Meaning of terms in a direct sum decomposition of an algebra

In summary, the conversation discusses studying subalgebras of the indefinite orthogonal algebra ##\mathfrak{o}(m,n)## and its decomposition into a direct sum of smaller subalgebras. The notation used is unclear and raises questions about the meaning of certain terms, such as ##\bar{x}## and ##\wedge^2(x)##. The conversation also discusses the relationship between this decomposition and the canonical representation of ##\mathfrak{o}(m,n)## on ##\mathbb{R}^{n+m}##, as well as an embedding between subalgebras. The speaker is seeking further clarification and references on the topic.
  • #1
Rabindranath
10
1
Let's say I want to study subalgebras of the indefinite orthogonal algebra ##\mathfrak{o}(m,n)## (corresponding to the group ##O(m,n)##, with ##m## and ##n## being some positive integers), and am told that it can be decomposed into the direct sum $$\mathfrak{o}(m,n) = \mathfrak{o}(m-x,n-x) \oplus \mathfrak{gl}(x) \oplus \wedge^2(x) \oplus \wedge^2(\bar{x}) \oplus (m+n-2x) \otimes (x \oplus \bar{x})$$ where ##x## is some positive integer ##0<x<m,n##.

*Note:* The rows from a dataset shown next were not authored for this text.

//! 覆盖数据存储 - 业务能力层
//!
//! 只负责读写本地持久化的覆盖数据，不含业务逻辑。
//! 读取永不报错：缺失、空串、无法解析、非对象结构都视为空数据。

use std::collections::HashMap;
use std::fs::{self, File};
use std::io::Write;
use std::path::{Path, PathBuf};
use std::sync::atomic::{AtomicBool, Ordering};
use std::sync::{Mutex, RwLock};

use serde_json::Value;
use tracing::{debug, error, warn};

use crate::error::StorageError;
use crate::models::OverridePayload;

/// 覆盖数据在存储中的固定键
pub const OVERRIDE_STORAGE_KEY: &str = "wild_drafter.customChampions";

/// 客户端键值存储
pub trait KeyValueStore: Send + Sync {
    /// 读取原始内容，不存在返回 None
    fn get(&self, key: &str) -> Option<String>;

    /// 整体覆盖写入
    fn set(&self, key: &str, value: &str) -> Result<(), StorageError>;
}

/// 基于文件的键值存储，每个键一个文件
///
/// 写入时先写临时文件并 fsync，再 rename 覆盖目标文件
pub struct FileKeyValueStore {
    dir: PathBuf,
}

impl FileKeyValueStore {
    pub fn new(dir: impl Into<PathBuf>) -> Self {
        Self { dir: dir.into() }
    }

    fn path_for(&self, key: &str) -> PathBuf {
        self.dir.join(format!("{}.json", key))
    }

    fn write_atomic(path: &Path, value: &str) -> std::io::Result<()> {
        if let Some(parent) = path.parent() {
            fs::create_dir_all(parent)?;
        }
        let tmp_path = path.with_extension("json.tmp");
        {
            let mut file = File::create(&tmp_path)?;
            file.write_all(value.as_bytes())?;
            file.sync_all()?;
        }
        if let Err(e) = fs::rename(&tmp_path, path) {
            let _ = fs::remove_file(&tmp_path);
            return Err(e);
        }
        Ok(())
    }
}

impl KeyValueStore for FileKeyValueStore {
    fn get(&self, key: &str) -> Option<String> {
        let path = self.path_for(key);
        match fs::read_to_string(&path) {
            Ok(content) => Some(content),
            Err(e) if e.kind() == std::io::ErrorKind::NotFound => None,
            Err(e) => {
                warn!("读取 {} 失败: {}", path.display(), e);
                None
            }
        }
    }

    fn set(&self, key: &str, value: &str) -> Result<(), StorageError> {
        let path = self.path_for(key);
        Self::write_atomic(&path, value).map_err(|source| StorageError::WriteFailed {
            path: path.display().to_string(),
            source,
        })
    }
}

/// 内存键值存储，可设置字节配额
#[derive(Default)]
pub struct MemoryKeyValueStore {
    entries: Mutex<HashMap<String, String>>,
    quota: Option<usize>,
}

impl MemoryKeyValueStore {
    pub fn new() -> Self {
        Self::default()
    }

    pub fn with_quota(quota: usize) -> Self {
        Self {
            entries: Mutex::new(HashMap::new()),
            quota: Some(quota),
        }
    }

    /// 直接写入原始内容（不检查配额）
    pub fn insert_raw(&self, key: &str, value: &str) {
        let mut entries = self.entries.lock().unwrap_or_else(|e| e.into_inner());
        entries.insert(key.to_string(), value.to_string());
    }
}

impl KeyValueStore for MemoryKeyValueStore {
    fn get(&self, key: &str) -> Option<String> {
        let entries = self.entries.lock().unwrap_or_else(|e| e.into_inner());
        entries.get(key).cloned()
    }

    fn set(&self, key: &str, value: &str) -> Result<(), StorageError> {
        if let Some(quota) = self.quota {
            if value.len() > quota {
                return Err(StorageError::QuotaExceeded {
                    needed: value.len(),
                    quota,
                });
            }
        }
        self.insert_raw(key, value);
        Ok(())
    }
}

/// 覆盖数据存储
///
/// 内存中始终保留最近一次 `save` 的数据，即使持久化失败也不会丢失
pub struct OverrideStore {
    backend: Box<dyn KeyValueStore>,
    current: RwLock<OverridePayload>,
    /// 最近一次保存未能写入持久化存储
    unpersisted: AtomicBool,
}

impl OverrideStore {
    pub fn new(backend: impl KeyValueStore + 'static) -> Self {
        Self {
            backend: Box::new(backend),
            current: RwLock::new(OverridePayload::new()),
            unpersisted: AtomicBool::new(false),
        }
    }

    /// 读取持久化的覆盖数据并刷新内存副本
    ///
    /// 上次保存失败时，内存副本比磁盘新，直接返回内存副本
    pub fn load(&self) -> OverridePayload {
        if self.has_unpersisted_changes() {
            warn!("⚠️ 存在未持久化的覆盖数据，沿用内存副本");
            return self.current();
        }
        let payload = match self.backend.get(OVERRIDE_STORAGE_KEY) {
            Some(raw) => parse_payload(&raw),
            None => {
                debug!("没有本地覆盖数据");
                OverridePayload::new()
            }
        };
        *self.current.write().unwrap_or_else(|e| e.into_inner()) = payload.clone();
        payload
    }

    /// 整体覆盖保存
    ///
    /// 先更新内存副本，再写入持久化存储；写入失败时返回错误，内存副本保留
    pub fn save(&self, payload: &OverridePayload) -> Result<(), StorageError> {
        *self.current.write().unwrap_or_else(|e| e.into_inner()) = payload.clone();

        self.unpersisted.store(true, Ordering::SeqCst);

        let blob = serde_json::to_string(payload)?;
        self.backend
            .set(OVERRIDE_STORAGE_KEY, &blob)
            .inspect_err(|e| error!("❌ 覆盖数据保存失败: {}", e))?;

        self.unpersisted.store(false, Ordering::SeqCst);
        debug!("覆盖数据已保存: {} 个英雄", payload.len());
        Ok(())
    }

    pub fn has_unpersisted_changes(&self) -> bool {
        self.unpersisted.load(Ordering::SeqCst)
    }

    /// 当前内存中的覆盖数据快照
    pub fn current(&self) -> OverridePayload {
        self.current.read().unwrap_or_else(|e| e.into_inner()).clone()
    }
}

fn parse_payload(raw: &str) -> OverridePayload {
    if raw.trim().is_empty() {
        return OverridePayload::new();
    }
    match serde_json::from_str::<Value>(raw) {
        Ok(value @ Value::Object(_)) => {
            serde_json::from_value(value).unwrap_or_else(|e| {
                warn!("⚠️ 覆盖数据结构异常，按空数据处理: {}", e);
                OverridePayload::new()
            })
        }
        Ok(_) => {
            warn!("⚠️ 覆盖数据不是对象，按空数据处理");
            OverridePayload::new()
        }
        Err(e) => {
            warn!("⚠️ 覆盖数据无法解析，按空数据处理: {}", e);
            OverridePayload::new()
        }
    }
}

I understand the first two terms ##\mathfrak{o}(m-x,n-x) \oplus \mathfrak{gl}(x)## — i.e. a partition into a smaller ##\mathfrak{o}## part and a general linear part ##\mathfrak{gl}(x)## — but I am not so sure how the latter terms should be read/interpreted, especially not the ##(m+n-2x) \otimes (x \oplus \bar{x})## part. What "is", say, a ##9 \otimes (5 \oplus \bar{5})##?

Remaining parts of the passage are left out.